** Opening MATERIAL FOR THIS EXERCISE block **

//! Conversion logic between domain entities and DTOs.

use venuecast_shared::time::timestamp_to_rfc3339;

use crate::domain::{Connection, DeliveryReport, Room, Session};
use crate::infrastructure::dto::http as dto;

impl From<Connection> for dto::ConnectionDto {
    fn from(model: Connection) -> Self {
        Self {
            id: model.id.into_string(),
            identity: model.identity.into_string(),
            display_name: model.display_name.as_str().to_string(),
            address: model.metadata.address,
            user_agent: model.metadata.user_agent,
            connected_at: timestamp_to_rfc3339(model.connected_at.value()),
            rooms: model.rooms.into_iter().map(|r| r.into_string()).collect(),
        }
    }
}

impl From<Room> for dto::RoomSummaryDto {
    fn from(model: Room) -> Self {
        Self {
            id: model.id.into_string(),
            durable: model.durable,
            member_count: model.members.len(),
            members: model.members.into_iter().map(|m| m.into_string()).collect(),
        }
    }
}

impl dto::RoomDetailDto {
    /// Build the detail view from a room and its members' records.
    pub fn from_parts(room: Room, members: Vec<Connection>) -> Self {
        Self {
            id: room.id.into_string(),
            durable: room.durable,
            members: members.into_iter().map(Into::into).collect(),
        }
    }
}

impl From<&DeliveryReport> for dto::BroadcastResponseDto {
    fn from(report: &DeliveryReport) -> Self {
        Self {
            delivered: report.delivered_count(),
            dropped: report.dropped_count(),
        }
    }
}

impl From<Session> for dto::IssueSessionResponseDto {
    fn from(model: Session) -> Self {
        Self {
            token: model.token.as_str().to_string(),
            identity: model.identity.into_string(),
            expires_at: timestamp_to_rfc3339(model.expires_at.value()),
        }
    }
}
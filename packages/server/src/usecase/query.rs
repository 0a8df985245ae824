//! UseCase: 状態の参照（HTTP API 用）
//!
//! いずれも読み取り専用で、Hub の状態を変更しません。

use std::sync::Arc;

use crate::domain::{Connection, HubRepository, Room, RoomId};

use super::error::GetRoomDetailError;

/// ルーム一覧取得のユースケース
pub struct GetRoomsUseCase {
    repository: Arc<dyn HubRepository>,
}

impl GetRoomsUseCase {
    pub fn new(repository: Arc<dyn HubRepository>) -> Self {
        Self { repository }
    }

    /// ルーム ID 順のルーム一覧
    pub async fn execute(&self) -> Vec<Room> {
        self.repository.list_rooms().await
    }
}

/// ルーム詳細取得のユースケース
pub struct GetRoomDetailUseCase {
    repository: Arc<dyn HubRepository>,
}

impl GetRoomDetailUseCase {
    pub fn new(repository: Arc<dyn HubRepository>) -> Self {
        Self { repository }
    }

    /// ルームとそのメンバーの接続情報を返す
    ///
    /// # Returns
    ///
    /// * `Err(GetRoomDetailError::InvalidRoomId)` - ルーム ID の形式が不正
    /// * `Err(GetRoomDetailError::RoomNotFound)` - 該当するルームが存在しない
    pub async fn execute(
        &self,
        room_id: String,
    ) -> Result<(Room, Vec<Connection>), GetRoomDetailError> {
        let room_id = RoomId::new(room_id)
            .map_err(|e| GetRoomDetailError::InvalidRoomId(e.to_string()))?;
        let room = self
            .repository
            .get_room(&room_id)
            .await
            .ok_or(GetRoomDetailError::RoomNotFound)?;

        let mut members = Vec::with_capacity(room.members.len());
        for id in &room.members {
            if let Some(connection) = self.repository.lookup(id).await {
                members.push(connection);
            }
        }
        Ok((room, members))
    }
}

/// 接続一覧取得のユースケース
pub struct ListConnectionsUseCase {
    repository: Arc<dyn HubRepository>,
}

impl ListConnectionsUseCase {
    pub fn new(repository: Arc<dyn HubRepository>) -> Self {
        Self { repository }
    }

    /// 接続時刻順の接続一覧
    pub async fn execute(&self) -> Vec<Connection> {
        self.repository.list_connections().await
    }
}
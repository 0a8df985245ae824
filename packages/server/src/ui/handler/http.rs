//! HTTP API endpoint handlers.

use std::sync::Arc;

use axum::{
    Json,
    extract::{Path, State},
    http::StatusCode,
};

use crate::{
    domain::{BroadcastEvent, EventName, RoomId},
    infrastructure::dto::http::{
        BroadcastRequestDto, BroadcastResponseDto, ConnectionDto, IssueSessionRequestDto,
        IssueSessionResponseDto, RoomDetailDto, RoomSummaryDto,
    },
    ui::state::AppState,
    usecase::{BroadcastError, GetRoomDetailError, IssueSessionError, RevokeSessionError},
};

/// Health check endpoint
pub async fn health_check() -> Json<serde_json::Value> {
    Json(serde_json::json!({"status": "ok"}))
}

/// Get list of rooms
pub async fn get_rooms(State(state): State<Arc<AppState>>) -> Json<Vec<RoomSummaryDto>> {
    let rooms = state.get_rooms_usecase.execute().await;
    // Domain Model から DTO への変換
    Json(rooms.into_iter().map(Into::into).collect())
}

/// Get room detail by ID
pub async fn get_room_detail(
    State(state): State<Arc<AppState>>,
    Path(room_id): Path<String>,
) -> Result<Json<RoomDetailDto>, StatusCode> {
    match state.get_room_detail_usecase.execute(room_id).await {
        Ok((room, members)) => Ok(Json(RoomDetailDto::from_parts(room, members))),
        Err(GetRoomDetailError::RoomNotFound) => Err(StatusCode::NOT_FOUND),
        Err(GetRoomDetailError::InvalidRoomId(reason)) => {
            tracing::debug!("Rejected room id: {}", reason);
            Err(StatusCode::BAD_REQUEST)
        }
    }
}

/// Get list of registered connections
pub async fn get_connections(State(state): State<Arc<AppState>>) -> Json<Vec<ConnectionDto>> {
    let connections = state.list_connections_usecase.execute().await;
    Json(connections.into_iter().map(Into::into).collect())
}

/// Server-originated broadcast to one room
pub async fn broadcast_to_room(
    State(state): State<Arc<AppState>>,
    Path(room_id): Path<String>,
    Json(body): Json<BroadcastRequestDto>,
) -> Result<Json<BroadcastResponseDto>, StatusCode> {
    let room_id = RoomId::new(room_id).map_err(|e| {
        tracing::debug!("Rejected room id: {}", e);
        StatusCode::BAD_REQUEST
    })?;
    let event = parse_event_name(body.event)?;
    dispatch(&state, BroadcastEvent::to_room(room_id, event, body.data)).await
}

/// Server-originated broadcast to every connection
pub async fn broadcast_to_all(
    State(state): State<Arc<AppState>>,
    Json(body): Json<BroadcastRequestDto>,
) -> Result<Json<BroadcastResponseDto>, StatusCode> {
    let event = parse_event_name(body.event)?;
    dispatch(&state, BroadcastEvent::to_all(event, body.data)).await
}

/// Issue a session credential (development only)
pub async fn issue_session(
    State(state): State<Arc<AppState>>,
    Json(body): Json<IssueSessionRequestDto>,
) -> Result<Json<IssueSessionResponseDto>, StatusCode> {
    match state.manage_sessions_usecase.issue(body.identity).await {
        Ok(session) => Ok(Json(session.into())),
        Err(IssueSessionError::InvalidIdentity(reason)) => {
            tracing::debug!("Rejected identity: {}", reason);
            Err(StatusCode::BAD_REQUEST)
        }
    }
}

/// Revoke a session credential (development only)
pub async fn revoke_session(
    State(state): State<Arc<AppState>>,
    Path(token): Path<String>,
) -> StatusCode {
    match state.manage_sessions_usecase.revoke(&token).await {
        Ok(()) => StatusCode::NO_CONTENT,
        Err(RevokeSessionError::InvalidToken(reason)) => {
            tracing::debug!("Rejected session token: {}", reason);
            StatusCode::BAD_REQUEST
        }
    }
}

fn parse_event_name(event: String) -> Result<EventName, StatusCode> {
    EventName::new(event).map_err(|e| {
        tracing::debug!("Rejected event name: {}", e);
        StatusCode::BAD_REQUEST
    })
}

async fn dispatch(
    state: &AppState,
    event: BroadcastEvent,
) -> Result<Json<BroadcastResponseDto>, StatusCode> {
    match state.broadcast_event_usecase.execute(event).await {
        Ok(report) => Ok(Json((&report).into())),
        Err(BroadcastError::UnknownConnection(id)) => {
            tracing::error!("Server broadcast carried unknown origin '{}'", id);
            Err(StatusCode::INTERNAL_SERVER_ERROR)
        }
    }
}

** Closing MATERIAL FOR THIS EXERCISE block **

- _ACTIVITY_
Where a line in the records above holds the string "GetRoomDetailError", it counts toward the total; give that total alone.

- _TASK ANSWER_
9